In einem separaten Update, das am 1. Februar geteilt wurde, umreißt der Stratege ein Basis-Szenario für 2026, das sich auf steigende Volatilität und Abwärtsrisiko für Bitcoin konzentriert. Er identifizierte 50.000 $ als anfängliches Unterstützungsniveau mit einer potenziellen Ausdehnung Richtung 10.000 $, wenn die Volatilität beschleunigt und Risikovermögenswerte zurückfallen. Er warnte davor, dass 100.000 $ eine zyklische Obergrenze für Bitcoin unter schwächeren Aktienbedingungen darstellen könnten und gestaltete 2026 als eine reversionäre Phase nach inflationsgetriebenem Überschuss.
FAQ ⏰
- Warum wird Bitcoin mit dem Börsencrash von 1929 verglichen?
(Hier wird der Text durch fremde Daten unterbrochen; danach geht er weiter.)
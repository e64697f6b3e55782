//! The default first weekday is process-wide, so everything that changes it
//! runs sequentially inside a single test.

use std::panic;

use calends::{
    first_weekday, override_first_weekday, set_first_weekday, with_first_weekday, Date, DateSpan,
    Week, WeekRange, Weekday,
};

fn date(y: i32, m: u8, d: u8) -> Date {
    Date::new(y, m, d).unwrap()
}

#[test]
fn default_first_weekday() {
    assert_eq!(first_weekday(), Weekday::Monday);
    let monday_week = Week::new(2022, 1).unwrap();
    assert_eq!(monday_week.start_date(), date(2022, 1, 3));
    assert_eq!(format!("{monday_week:?}"), "Week(2022, 1)");
    assert_eq!("2022-W01".parse::<Week>(), Ok(monday_week));

    {
        let _guard = override_first_weekday(Weekday::Sunday);
        assert_eq!(first_weekday(), Weekday::Sunday);
        let sunday_week = Week::new(2022, 1).unwrap();
        assert_eq!(sunday_week.start_date(), date(2022, 1, 2));
        assert_eq!(format!("{sunday_week:?}"), "Week(2022, 1)");
        assert_eq!(format!("{monday_week:?}"), "Week(2022, 1, MONDAY)");
        let range: WeekRange = "2022-W01/2022-W02".parse().unwrap();
        assert_eq!(range.first_weekday(), Weekday::Sunday);
    }
    assert_eq!(first_weekday(), Weekday::Monday);

    let start = with_first_weekday(Weekday::Wednesday, || {
        Week::new(2022, 1).unwrap().start_date()
    });
    // 2022-01-01 is a Saturday, so the Wednesday week holding it is week 1.
    assert_eq!(start, date(2021, 12, 29));
    assert_eq!(first_weekday(), Weekday::Monday);

    let result = panic::catch_unwind(|| {
        with_first_weekday(Weekday::Friday, || {
            assert_eq!(first_weekday(), Weekday::Friday);
            panic!("restored anyway");
        })
    });
    assert!(result.is_err());
    assert_eq!(first_weekday(), Weekday::Monday);

    assert_eq!(set_first_weekday(Weekday::Saturday), Weekday::Monday);
    assert_eq!(Week::new(2022, 1).unwrap().first_weekday(), Weekday::Saturday);
    assert_eq!(set_first_weekday(Weekday::Monday), Weekday::Saturday);
}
Mike McGlone argumentiert, dass die Krypto-Volatilität jetzt die Geschwindigkeit und Intensität des Dow-Einbruchs von 1929-30 übersteigt. - Was zeigt der Bloomberg Galaxy Crypto Index?
Er hebt wiederholte 20%ige Anstiege und 30%ige Rückgänge von Krypto über kurze Zeiträume hervor. - Wie unterscheidet sich die Krypto-Volatilität vom Rückgang des Dow 1929?
Krypto komprimiert extreme Marktzyklen in weit kürzere Zeitfenster als historische Aktien. - Warum wird Bitcoin immer noch als strukturell unterschiedlich angesehen?